With dogged determination, Tim has served the interests of working families, using the co-chairmanship of the 21st Century Health Care Caucus and the Mental Health Caucus as a platform for national reform. He’s been a leader in efforts to lower health care costs, bring health care to the uninsured and underinsured, and guarantee a health care system that’s focused on patients’ needs and safety.
Much of the current debate on health care is misguided. Instead of concentrating just on who pays for your medical care, Congress should be paying closer attention to what you're paying for. In a health care system that costs $2 trillion a year, almost $500 billion is wasted. Health care is too expensive because of obstacles and inefficiencies that drive up costs, compromise care, and increase the chances of life-threatening errors. Relentless government regulation and bureaucracy also contribute significantly to high costs for patients and doctors alike.
As a health care professional, Tim believes that focusing on the quality of care will both improve outcomes for patients and lower costs for consumers. Unnecessary tests, procedures, and paperwork cost Americans an additional $150 billion each year. Even worse, over 90,000 people will die this year from infections they acquired in hospitals and clinics. Not only is this a tragedy for those families, but it is also a burden for taxpayers who spend tens of billions treating those who are sickened by the very health care system they turn to for treatment.
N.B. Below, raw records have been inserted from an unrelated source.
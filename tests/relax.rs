use float_eq::assert_float_eq;
use totsu_boolrelax::prelude::*;
use totsu_boolrelax::*;

type La = FloatGeneric<f64>;

type AMatBuild = MatBuild<La>;
type ASolve = TotsuSolve<La>;

fn solver() -> ASolve
{
    ASolve::new().par(|p| {p.max_iter = Some(100_000)})
}

//

#[test]
fn test_relax1()
{
    let _ = env_logger::builder().is_test(true).try_init();

    // minimize -x0 - 2 x1  s.t.  x0 + x1 <= 1
    let vec_c = AMatBuild::col(&[-1., -2.]);
    let mat_a = AMatBuild::new(MatType::General(1, 2)).iter_rowmaj(&[
        1., 1.,
    ]);
    let vec_b = AMatBuild::col(&[1.]);

    let lp = BoolLp::new(vec_c, mat_a, vec_b).unwrap();
    let rlx = solve_relaxed(&lp, &solver()).unwrap();
    println!("{}", rlx.status());

    assert_eq!(rlx.status(), RelaxStatus::Optimal);
    assert_float_eq!(rlx.x().unwrap(), [0., 1.].as_ref(), abs_all <= 1e-3);
    assert_float_eq!(rlx.value(), -2., abs <= 1e-3);
}

//

#[test]
fn test_relax2()
{
    let _ = env_logger::builder().is_test(true).try_init();

    // fractional optimum: maximize x0 + x1 + x2  s.t.  2 x0 + 2 x1 + 2 x2 <= 3
    let vec_c = AMatBuild::col(&[1., 1., 1.]);
    let mat_a = AMatBuild::new(MatType::General(1, 3)).iter_rowmaj(&[
        2., 2., 2.,
    ]);
    let vec_b = AMatBuild::col(&[3.]);

    let lp = BoolLp::new(vec_c, mat_a, vec_b).unwrap().sense(Sense::Maximize);
    let outcome = relax_and_round(&lp, &solver(), 0.5, 0.).unwrap();

    assert_eq!(outcome.relaxed.status(), RelaxStatus::Optimal);
    assert_float_eq!(outcome.relaxed.value(), 1.5, abs <= 1e-3);
    for &x in outcome.relaxed.x().unwrap() {
        assert!((0. ..= 1.).contains(&x));
    }

    // the relaxed optimum bounds every boolean candidate from above
    let rounded = outcome.rounded.unwrap();
    if rounded.feasible {
        assert!(rounded.objective <= outcome.relaxed.value() + 1e-3);
    }
}

//

#[test]
fn test_relax_infeasible()
{
    let _ = env_logger::builder().is_test(true).try_init();

    // x <= -1 contradicts x >= 0
    let vec_c = AMatBuild::col(&[1.]);
    let mat_a = AMatBuild::new(MatType::General(1, 1)).iter_rowmaj(&[
        1.,
    ]);
    let vec_b = AMatBuild::col(&[-1.]);

    let lp = BoolLp::new(vec_c, mat_a, vec_b).unwrap();
    let outcome = relax_and_round(&lp, &solver(), 0.5, 0.).unwrap();
    println!("{}", outcome.relaxed.status());

    assert_eq!(outcome.relaxed.status(), RelaxStatus::Infeasible);
    assert_eq!(outcome.relaxed.value(), f64::INFINITY);
    assert!(outcome.rounded.is_none());
}

//

#[test]
fn test_relax_input_errors()
{
    let _ = env_logger::builder().is_test(true).try_init();

    let vec_c = AMatBuild::col(&[1., 1.]);
    let mat_a = AMatBuild::new(MatType::General(2, 2));
    let vec_b = AMatBuild::col(&[1.]);

    let rslt = BoolLp::new(vec_c, mat_a, vec_b);
    assert_eq!(rslt.err(), Some(RelaxError::SizeMismatch));

    let vec_c = AMatBuild::col(&[1., 1.]);
    let mat_a = AMatBuild::new(MatType::General(1, 2));
    let vec_b = AMatBuild::col(&[1.]);

    let lp = BoolLp::new(vec_c, mat_a, vec_b).unwrap();
    let rslt = relax_and_round(&lp, &solver(), 1.5, 0.);
    assert_eq!(rslt.err(), Some(RelaxError::InvalidThreshold));
}
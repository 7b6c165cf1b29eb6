use totsu_boolrelax::prelude::*;
use totsu_boolrelax::*;

use rand_xoshiro::rand_core::SeedableRng;
use rand_xoshiro::Xoshiro256StarStar;
use anyhow::Result;
use num_traits::Num;

type La = FloatGeneric<f64>;
type ABoolLp = BoolLp<La>;
type ASolve = TotsuSolve<La>;

fn num_by_env<N: Num + std::fmt::Display>(e: &str) -> Option<N>
{
    if let Some(v) = std::env::var(e).ok()
                     .and_then(|s| {N::from_str_radix(&s, 10).ok()}) {
        log::info!("{}: {}", e, v);
        Some(v)
    }
    else {
        None
    }
}

fn set_par_by_env(p: &mut SolverParam<f64>)
{
    p.max_iter = num_by_env("MAX_ITER").or(p.max_iter);
    p.eps_acc = num_by_env("EPS_ACC").unwrap_or(p.eps_acc);
    p.eps_inf = num_by_env("EPS_INF").unwrap_or(p.eps_inf);
    p.eps_zero = num_by_env("EPS_ZERO").unwrap_or(p.eps_zero);
    p.log_period = num_by_env("LOG_PERIOD").unwrap_or(p.log_period);
}

/// main
fn main() -> Result<()> {
    env_logger::init();

    //----- make a random boolean LP

    let m: usize = num_by_env("M").unwrap_or(300);
    let n: usize = num_by_env("N").unwrap_or(100);
    let seed: u64 = num_by_env("SEED").unwrap_or(0);
    let n_thresh: usize = num_by_env("N_THRESH").unwrap_or(100);

    let mut rng = Xoshiro256StarStar::seed_from_u64(seed);
    let lp = ABoolLp::random(m, n, &mut rng);
    log::debug!("A: {:?}", lp.mat_a().size());

    //----- solve the relaxation

    let s = ASolve::new().par(|p| {
        p.max_iter = Some(1_000_000);
        set_par_by_env(p);
    });

    let rlx = solve_relaxed(&lp, &s)?;
    println!("status: {}", rlx.status());
    println!("relaxed optimal value (lower bound): {:.4}", rlx.value());

    let x_rlx = match rlx.x() {
        Some(x) => x,
        None => return Ok(()),
    };

    //----- sweep thresholds

    let points = sweep(&lp, x_rlx, &linspace_thresholds(n_thresh), 0.)?;

    println!("{:>9} {:>10} {:>13} {:>8}", "threshold", "objective", "max_violation", "feasible");
    for p in &points {
        println!("{:>9.3} {:>10.4} {:>13.4} {:>8}", p.threshold, p.objective, p.max_violation, p.feasible);
    }

    match best_feasible(&points, lp.objective_sense()) {
        Some(b) => {
            println!("best feasible threshold {:.3}: objective {:.4}, gap to lower bound {:.4}",
                b.threshold, b.objective, b.objective - rlx.value());
        },
        None => println!("no feasible rounded candidate"),
    }

    Ok(())
}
The solution to these problems isn’t insurance-centered health care or government-centered health care. It’s patient-centered health care.
Tim has taken this philosophy to Congress, leading the fight for lower health care costs, increased access for the uninsured and underinsured, and electronic prescriptions and medical records that reduce costs and save lives. He's worked to guarantee your right to know about the quality of your doctors and the performance of our hospitals. He's worked to eliminate waste, fraud, and abuse in Medicare and Medicaid, so those valuable programs can continue to protect our most vulnerable patients: older adults and children. To reduce errors and infections in health care delivery, Tim introduced the Healthy Hospitals Act. He's also supported providing health care to needy children, and opposed $100 billion in Medicare cuts.
The government shouldn’t be choosing your doctor and your treatment; you should. Tim will keep working to make sure people in Washington understand that. And he won't stop working until quality, affordable health care is accessible to everyone.